The Big Ten will become the first college football conference in the nation to experiment with video replay in 2004. In each of 44 conference games and in 12 of 16 non-conference home games — including Wisconsin’s early-season home games against Central Florida and UNLV — a system similar to that used by the NFL will be employed to make sure the conference’s officiating remains on the cutting-edge.
The NCAA Football Rules Committee gave the Big Ten permission to test the system for one season. Other conferences throughout the nation are said to be interested in the results. The overall cost shouldn’t come to much more than $100,000, depending on how many games will have television crews already on hand.
Dave Parry, of the Big Ten, said that the model for video replay is “unique and good for college football.”
The main difference between the system that the conference will use and the professional system that it is loosely based upon will be the process for determining which plays are reviewed. In the NFL, coaches call for plays to be reviewed by throwing a flag after the play. In the Big Ten, an official (named the Technical Advisor) in a special booth will trigger replays.

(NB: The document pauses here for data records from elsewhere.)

// SPDX-License-Identifier: BUSL-1.1
// Copyright (c) 2026 Alfred Jean LLC

use super::*;
use rj_core::{RunId, WorkloadInvocation};
use std::time::Duration;

fn request() -> DispatchRequest {
    DispatchRequest::new(RunId::new("r1"), WorkloadInvocation::new("run"), "/state/runs/r1")
}

#[tokio::test]
async fn create_rejects_missing_program() {
    let dispatcher = LocalProcessDispatcher::new("/no/such/rjd");
    assert!(matches!(
        dispatcher.create(&request()).await,
        Err(DispatchError::CreateFailed(_))
    ));
}

#[tokio::test]
async fn launch_spawns_job_entry() {
    let dir = tempfile::tempdir().unwrap();
    let marker = dir.path().join("args");
    let script = dir.path().join("fake-rjd");
    std::fs::write(
        &script,
        format!("#!/bin/sh\necho \"$@\" > {}\n", marker.display()),
    )
    .unwrap();
    {
        use std::os::unix::fs::PermissionsExt;
        std::fs::set_permissions(&script, std::fs::Permissions::from_mode(0o755)).unwrap();
    }

    let dispatcher = LocalProcessDispatcher::new(&script)
        .with_args(vec!["--state-dir".to_string(), "/state".to_string()]);
    let handle = dispatcher.create(&request()).await.unwrap();
    assert!(!handle.started);
    dispatcher.launch(&handle).await.unwrap();

    let mut contents = String::new();
    for _ in 0..100 {
        if let Ok(c) = std::fs::read_to_string(&marker) {
            if !c.is_empty() {
                contents = c;
                break;
            }
        }
        tokio::time::sleep(Duration::from_millis(20)).await;
    }
    assert_eq!(contents.trim(), "--state-dir /state job --run-id r1");
}

#[tokio::test]
async fn launch_of_unknown_program_fails() {
    let dispatcher = LocalProcessDispatcher::new("rjd-does-not-exist-anywhere");
    let handle = dispatcher.create(&request()).await.unwrap();
    assert!(matches!(
        dispatcher.launch(&handle).await,
        Err(DispatchError::LaunchFailed(_))
    ));
}
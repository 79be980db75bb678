// SPDX-License-Identifier: BUSL-1.1
// Copyright (c) 2026 Alfred Jean LLC

//! Shell-style word splitting

use thiserror::Error;

/// Errors that can occur while splitting a command line
#[derive(Debug, Clone, Error, PartialEq, Eq)]
pub enum TokenizeError {
    #[error("unterminated {0} quote")]
    UnterminatedQuote(char),
    #[error("trailing backslash")]
    TrailingEscape,
}

/// Split a command line into words
///
/// Supports single quotes (literal), double quotes (backslash escapes
/// `"` and `\`), and backslash escapes outside quotes.
pub fn tokenize(input: &str) -> Result<Vec<String>, TokenizeError> {
    let mut tokens = Vec::new();
    let mut current = String::new();
    let mut in_token = false;
    let mut chars = input.chars().peekable();

    while let Some(c) = chars.next() {
        match c {
            '\'' => {
                in_token = true;
                loop {
                    match chars.next() {
                        Some('\'') => break,
                        Some(nc) => current.push(nc),
                        None => return Err(TokenizeError::UnterminatedQuote('\'')),
                    }
                }
            }
            '"' => {
                in_token = true;
                loop {
                    match chars.next() {
                        Some('"') => break,
                        Some('\\') => match chars.peek() {
                            Some(&nc) if nc == '"' || nc == '\\' => {
                                current.push(nc);
                                chars.next();
                            }
                            _ => current.push('\\'),
                        },
                        Some(nc) => current.push(nc),
                        None => return Err(TokenizeError::UnterminatedQuote('"')),
                    }
                }
            }
            '\\' => {
                in_token = true;
                match chars.next() {
                    Some(nc) => current.push(nc),
                    None => return Err(TokenizeError::TrailingEscape),
                }
            }
            c if c.is_whitespace() => {
                if in_token {
                    tokens.push(std::mem::take(&mut current));
                    in_token = false;
                }
            }
            c => {
                in_token = true;
                current.push(c);
            }
        }
    }

    if in_token {
        tokens.push(current);
    }

    Ok(tokens)
}

#[cfg(test)]
mod tests {
    use super::*;

    #[test]
    fn splits_on_whitespace() {
        assert_eq!(
            tokenize("  build --select  orders ").unwrap(),
            vec!["build", "--select", "orders"]
        );
    }

    #[test]
    fn single_quotes_are_literal() {
        assert_eq!(
            tokenize(r#"run --vars '{"a": "b c"}'"#).unwrap(),
            vec!["run", "--vars", r#"{"a": "b c"}"#]
        );
    }

    #[test]
    fn double_quotes_allow_escapes() {
        assert_eq!(
            tokenize(r#"run --select "tag:\"nightly\" x""#).unwrap(),
            vec!["run", "--select", r#"tag:"nightly" x"#]
        );
    }

    #[test]
    fn empty_quotes_produce_empty_token() {
        assert_eq!(tokenize("run ''").unwrap(), vec!["run", ""]);
    }

    #[test]
    fn reports_unterminated_quotes() {
        assert_eq!(
            tokenize("run 'oops"),
            Err(TokenizeError::UnterminatedQuote('\''))
        );
        assert_eq!(tokenize("run \\"), Err(TokenizeError::TrailingEscape));
    }
}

The variation means that no timeouts will be charged to teams that call for replays erroneously. Parry said that coaches in the conference had voted unanimously against that responsibility.

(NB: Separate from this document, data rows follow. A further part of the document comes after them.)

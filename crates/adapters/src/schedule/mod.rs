// SPDX-License-Identifier: BUSL-1.1
// Copyright (c) 2026 Alfred Jean LLC

//! Cron-trigger adapters
//!
//! A trigger calls an HTTP endpoint on a cron schedule. Entries are keyed by
//! name: creating an existing name replaces it.

mod cloud;
mod noop;

pub use cloud::CloudScheduler;
pub use noop::NoOpScheduler;

// Test support - only compiled for tests or when explicitly requested
#[cfg(any(test, feature = "test-support"))]
mod fake;
#[cfg(any(test, feature = "test-support"))]
pub use fake::{FakeScheduler, ScheduleCall};

use async_trait::async_trait;
use serde::{Deserialize, Serialize};
use thiserror::Error;

/// Errors from scheduler operations
#[derive(Debug, Clone, Error, PartialEq, Eq)]
pub enum ScheduleError {
    #[error("scheduler request failed: {0}")]
    Request(String),
    #[error("scheduler rejected {name}: {reason}")]
    Rejected { name: String, reason: String },
    #[error("unexpected scheduler response: {0}")]
    Decode(String),
}

/// One registered trigger
#[derive(Debug, Clone, PartialEq, Eq, Serialize, Deserialize)]
pub struct ScheduleEntry {
    pub name: String,
    pub cron_expression: String,
    pub trigger_url: String,
    #[serde(default)]
    pub description: Option<String>,
}

/// Adapter for a cron trigger service
#[async_trait]
pub trait CronScheduler: Clone + Send + Sync + 'static {
    /// Create the trigger, or replace the one with the same name
    async fn create_or_update(
        &self,
        name: &str,
        cron_expression: &str,
        trigger_url: &str,
        description: Option<&str>,
    ) -> Result<(), ScheduleError>;

    /// Remove a trigger. Returns whether it existed.
    async fn delete(&self, name: &str) -> Result<bool, ScheduleError>;

    async fn list(&self) -> Result<Vec<ScheduleEntry>, ScheduleError>;
}

/// Backend chosen at startup from configuration
#[derive(Clone, Debug)]
pub enum Scheduler {
    Cloud(CloudScheduler),
    NoOp(NoOpScheduler),
}

#[async_trait]
impl CronScheduler for Scheduler {
    async fn create_or_update(
        &self,
        name: &str,
        cron_expression: &str,
        trigger_url: &str,
        description: Option<&str>,
    ) -> Result<(), ScheduleError> {
        match self {
            Scheduler::Cloud(s) => {
                s.create_or_update(name, cron_expression, trigger_url, description)
                    .await
            }
            Scheduler::NoOp(s) => {
                s.create_or_update(name, cron_expression, trigger_url, description)
                    .await
            }
        }
    }

    async fn delete(&self, name: &str) -> Result<bool, ScheduleError> {
        match self {
            Scheduler::Cloud(s) => s.delete(name).await,
            Scheduler::NoOp(s) => s.delete(name).await,
        }
    }

    async fn list(&self) -> Result<Vec<ScheduleEntry>, ScheduleError> {
        match self {
            Scheduler::Cloud(s) => s.list().await,
            Scheduler::NoOp(s) => s.list().await,
        }
    }
}
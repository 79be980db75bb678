// SPDX-License-Identifier: BUSL-1.1
// Copyright (c) 2026 Alfred Jean LLC

use super::*;
use rj_core::{Level, RunId, WorkloadInvocation};
use std::time::Duration;

fn ctx(input: &std::path::Path) -> WorkloadContext {
    WorkloadContext {
        run_id: RunId::new("r1"),
        program: "dbt".to_string(),
        invocation: WorkloadInvocation::new("build"),
        input_dir: input.to_path_buf(),
        output_dir: input.join("out"),
        env: Vec::new(),
    }
}

#[tokio::test]
async fn emits_scripted_events_and_outputs() {
    let dir = tempfile::tempdir().unwrap();
    let fake = FakeWorkload::new()
        .with_events(vec![WorkloadEvent::new(Level::Info, "a", "one")])
        .with_output("target/run_results.json", "{}");

    let (tx, mut rx) = mpsc::channel(8);
    let outcome = fake.invoke(&ctx(dir.path()), tx).await.unwrap();

    assert!(outcome.success);
    assert_eq!(rx.recv().await.unwrap().message, "one");
    assert!(dir.path().join("target/run_results.json").is_file());
    assert_eq!(fake.calls().len(), 1);
}

#[tokio::test]
async fn gated_workload_waits_for_release() {
    let dir = tempfile::tempdir().unwrap();
    let fake = FakeWorkload::gated().failing(Some(2));
    let ctx = ctx(dir.path());

    let task = {
        let fake = fake.clone();
        tokio::spawn(async move {
            let (tx, _rx) = mpsc::channel(8);
            fake.invoke(&ctx, tx).await
        })
    };

    tokio::time::sleep(Duration::from_millis(20)).await;
    assert!(!task.is_finished());

    fake.release();
    let outcome = task.await.unwrap().unwrap();
    assert_eq!(outcome, WorkloadOutcome::failed(Some(2)));
}

#[tokio::test]
async fn erroring_workload_does_not_start() {
    let dir = tempfile::tempdir().unwrap();
    let fake = FakeWorkload::new().erroring("no binary");
    let (tx, _rx) = mpsc::channel(8);
    let err = fake.invoke(&ctx(dir.path()), tx).await.unwrap_err();
    assert!(err.to_string().contains("no binary"));
}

Additionally, the Big Ten’s video-replay system will not allow the status of the game clock to be reviewable.
Plays that will be reviewable are those governed by the sideline, goal line, end zone and end line (i.e. questions involving “breaking the plane” and a player being out of bounds), passing plays (i.e. questions involving forward passes versus fumbles and the quarterback being past the line of scrimmage) and detectable infractions (i.e. questions involving the number of players on the field, whether a kick is touched, runners ruled down by defensive contact and forward progress with regard to a first down).

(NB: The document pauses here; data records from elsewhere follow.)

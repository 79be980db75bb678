// SPDX-License-Identifier: BUSL-1.1
// Copyright (c) 2026 Alfred Jean LLC

// Allow panic!/unwrap/expect in test code
#![cfg_attr(test, allow(clippy::panic))]
#![cfg_attr(test, allow(clippy::unwrap_used))]
#![cfg_attr(test, allow(clippy::expect_used))]

//! rj-storage: durable state for Remote Jobs
//!
//! - [`Registry`]: run records, run configurations and the lock row in SQLite
//! - [`ArtifactStore`]: per-run and per-schedule directory namespaces
//! - [`pack`] / [`unpack`]: packing a project into a zip and unpacking it on the server
//! - [`LogFile`]: append-only JSONL event logs read by offset

mod archive;
mod artifacts;
mod ignore;
mod logfile;
mod migrations;
mod registry;

pub use archive::{
    digest, pack, pack_to_vec, packable_files, unpack, unpack_limited, verify_digest,
    ArtifactError, PackSummary, MAX_UNPACKED_BYTES,
};
pub use artifacts::{copy_dir, ArtifactMetadata, ArtifactStore, Namespace};
pub use ignore::{IgnoreSet, DEFAULT_IGNORES, IGNORE_FILE};
pub use logfile::{LogError, LogFile, LogReader};
pub use registry::{LockInsert, Registry, RegistryError};
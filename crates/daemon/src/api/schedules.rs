// SPDX-License-Identifier: BUSL-1.1
// Copyright (c) 2026 Alfred Jean LLC

//! Schedule listing, removal and the trigger target

use super::{ApiError, ApiResult, AppState, Backends, MessageResponse, RunAccepted};
use axum::extract::{Path, State};
use axum::routing::{delete, get, post};
use axum::{Json, Router};
use rj_adapters::ScheduleEntry;
use rj_core::RunId;

/// GET /api/schedules
async fn list<B: Backends>(
    State(state): State<AppState<B>>,
) -> ApiResult<Json<Vec<ScheduleEntry>>> {
    Ok(Json(state.runtime.schedules().await?))
}

/// DELETE /api/schedules/{name}
async fn remove<B: Backends>(
    State(state): State<AppState<B>>,
    Path(name): Path<String>,
) -> ApiResult<Json<MessageResponse>> {
    if state.runtime.delete_schedule(&name).await? {
        Ok(Json(MessageResponse::new(format!("Deleted schedule {}", name))))
    } else {
        Err(ApiError::ScheduleNotFound(name))
    }
}

/// POST /api/schedules/{schedule_id}/trigger
///
/// Called by the cron backend; starts a fresh run from the stored template.
async fn trigger<B: Backends>(
    State(state): State<AppState<B>>,
    Path(schedule_id): Path<String>,
) -> ApiResult<Json<RunAccepted>> {
    let run_id = state.runtime.trigger(&RunId::new(schedule_id)).await?;
    Ok(Json(RunAccepted {
        run_id: run_id.to_string(),
    }))
}

pub(super) fn router<B: Backends>() -> Router<AppState<B>> {
    Router::new()
        .route("/schedules", get(list::<B>))
        // One parameter name for both: the router rejects differing names at a segment
        .route("/schedules/{schedule}", delete(remove::<B>))
        .route("/schedules/{schedule}/trigger", post(trigger::<B>))
}
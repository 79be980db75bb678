// SPDX-License-Identifier: BUSL-1.1
// Copyright (c) 2026 Alfred Jean LLC

//! Artifact transfer: zip a project directory, unzip it into a namespace

use crate::ignore::IgnoreSet;
use sha2::{Digest, Sha256};
use std::fs::{self, File};
use std::io::{self, Cursor, Read, Seek, Write};
use std::path::{Path, PathBuf};
use thiserror::Error;
use walkdir::WalkDir;
use zip::write::SimpleFileOptions;
use zip::{CompressionMethod, ZipArchive, ZipWriter};

/// Errors that can occur while packing or unpacking artifacts
#[derive(Debug, Error)]
pub enum ArtifactError {
    #[error("IO error: {0}")]
    Io(#[from] io::Error),
    #[error("zip error: {0}")]
    Zip(#[from] zip::result::ZipError),
    #[error("directory walk error: {0}")]
    Walk(#[from] walkdir::Error),
    #[error("JSON error: {0}")]
    Json(#[from] serde_json::Error),
    #[error("invalid ignore pattern {pattern:?}: {reason}")]
    InvalidPattern { pattern: String, reason: String },
    #[error("not a directory: {0}")]
    NotADirectory(PathBuf),
    #[error("archive entry escapes the target directory: {0}")]
    UnsafeEntry(String),
    #[error("archive digest mismatch: expected {expected}, got {actual}")]
    DigestMismatch { expected: String, actual: String },
    #[error("namespace not found: {0}")]
    NamespaceNotFound(PathBuf),
    #[error("archive expands past {limit} bytes")]
    TooLarge { limit: u64 },
}

/// Cap on the bytes a single upload may expand to
pub const MAX_UNPACKED_BYTES: u64 = 4 << 30;

/// What went into an archive
#[derive(Debug, Clone, PartialEq, Eq, Default)]
pub struct PackSummary {
    /// Relative `/`-separated paths, in archive order
    pub files: Vec<String>,
    /// Uncompressed bytes
    pub bytes: u64,
}

/// Files under `project_dir` that a pack would include, sorted
pub fn packable_files(
    project_dir: &Path,
    ignore: &IgnoreSet,
) -> Result<Vec<String>, ArtifactError> {
    if !project_dir.is_dir() {
        return Err(ArtifactError::NotADirectory(project_dir.to_path_buf()));
    }

    let mut files = Vec::new();
    for entry in WalkDir::new(project_dir).sort_by_file_name() {
        let entry = entry?;
        if !entry.file_type().is_file() {
            continue;
        }
        let Ok(relative) = entry.path().strip_prefix(project_dir) else {
            continue;
        };
        let relative = to_slash(relative);
        if !ignore.is_ignored(&relative) {
            files.push(relative);
        }
    }
    Ok(files)
}

/// Write a deflated zip of the non-ignored files under `project_dir`
pub fn pack<W: Write + Seek>(
    project_dir: &Path,
    ignore: &IgnoreSet,
    writer: W,
) -> Result<PackSummary, ArtifactError> {
    let files = packable_files(project_dir, ignore)?;
    let options = SimpleFileOptions::default().compression_method(CompressionMethod::Deflated);

    let mut zip = ZipWriter::new(writer);
    let mut bytes = 0u64;
    for relative in &files {
        zip.start_file(relative.as_str(), options)?;
        let mut file = File::open(project_dir.join(relative))?;
        bytes += io::copy(&mut file, &mut zip)?;
    }
    zip.finish()?;

    tracing::debug!(files = files.len(), bytes, "packed artifacts");
    Ok(PackSummary { files, bytes })
}

/// Pack into memory
pub fn pack_to_vec(
    project_dir: &Path,
    ignore: &IgnoreSet,
) -> Result<(Vec<u8>, PackSummary), ArtifactError> {
    let mut cursor = Cursor::new(Vec::new());
    let summary = pack(project_dir, ignore, &mut cursor)?;
    Ok((cursor.into_inner(), summary))
}

/// Extract an archive under `dest`, returning the number of files written
///
/// Entries whose path would land outside `dest` are rejected, as is an
/// archive expanding past [`MAX_UNPACKED_BYTES`].
pub fn unpack(archive: &[u8], dest: &Path) -> Result<usize, ArtifactError> {
    unpack_limited(archive, dest, MAX_UNPACKED_BYTES)
}

/// [`unpack`] with an explicit cap on the total bytes written
///
/// Sizes declared in the archive are not trusted; the cap is enforced on
/// the bytes actually decompressed.
pub fn unpack_limited(archive: &[u8], dest: &Path, limit: u64) -> Result<usize, ArtifactError> {
    fs::create_dir_all(dest)?;
    let mut zip = ZipArchive::new(Cursor::new(archive))?;

    let mut written = 0;
    let mut remaining = limit;
    for index in 0..zip.len() {
        let entry = zip.by_index(index)?;
        let relative = entry
            .enclosed_name()
            .ok_or_else(|| ArtifactError::UnsafeEntry(entry.name().to_string()))?;
        let target = dest.join(relative);

        if entry.is_dir() {
            fs::create_dir_all(&target)?;
            continue;
        }
        if entry.size() > remaining {
            return Err(ArtifactError::TooLarge { limit });
        }
        if let Some(parent) = target.parent() {
            fs::create_dir_all(parent)?;
        }
        let mut file = File::create(&target)?;
        let copied = io::copy(&mut entry.take(remaining.saturating_add(1)), &mut file)?;
        if copied > remaining {
            drop(file);
            let _ = fs::remove_file(&target);
            return Err(ArtifactError::TooLarge { limit });
        }
        remaining -= copied;
        written += 1;
    }
    Ok(written)
}

/// Hex SHA-256 of an archive
pub fn digest(bytes: &[u8]) -> String {
    let hash = Sha256::digest(bytes);
    hash.iter().map(|b| format!("{:02x}", b)).collect()
}

/// Compare an archive against the digest its sender computed
pub fn verify_digest(bytes: &[u8], expected: &str) -> Result<String, ArtifactError> {
    let actual = digest(bytes);
    if actual.eq_ignore_ascii_case(expected.trim()) {
        Ok(actual)
    } else {
        Err(ArtifactError::DigestMismatch {
            expected: expected.to_string(),
            actual,
        })
    }
}

fn to_slash(path: &Path) -> String {
    path.components()
        .map(|c| c.as_os_str().to_string_lossy())
        .collect::<Vec<_>>()
        .join("/")
}

#[cfg(test)]
#[path = "archive_tests.rs"]
mod tests;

So-called “hard fouls” will not be reviewable, meaning that penalties such as off-sides, holding, pass interference, false starts and illegal blocks remain solely at the discretion of on-field referees.
The standard for review will be “indisputable video evidence,” which Parry further qualified as “clear” and “obvious” evidence that a call was incorrect. If there is any question or doubt at all of whether a call was correct, the on-field judgment will stand.
Networks covering the game will provide video for the Technical Advisor. On the rare occasion that a game is not televised, the Big Ten will provide a camera crew.
Parry said that officials were fully in support of the addition as a valuable means of raising the bar on officiating.
“At the end of the day … you want to know that you got the play right,” Parry said.
He added that, in spite of speculation that Penn State coach Joe Paterno’s recent vocal criticism of Big Ten officiating played some part in the changes, the experiment is in no way a negative reflection on Big Ten referees.
“[We’re] just hoping to stay off the 10 [p.m.] news,” Parry joked.
One concern for many fans is the additional time that will be required for reviews. In the NFL, reviews take more than three minutes on average. Parry says the Big Ten will look to improve on that time and hope to have reviews sorted out in less than a minute.
The Big Ten conducted a study of games during the 2003 season to judge whether replay would be useful. The conference found that in just fewer than two-thirds of televised games last season, video replay would have been employed. About half of the replays that would have taken place would have resulted in overturned calls. Out of 10,800 plays in 2003, the conference found that eight to 12 that could have been overturned might have had significant effects on the game.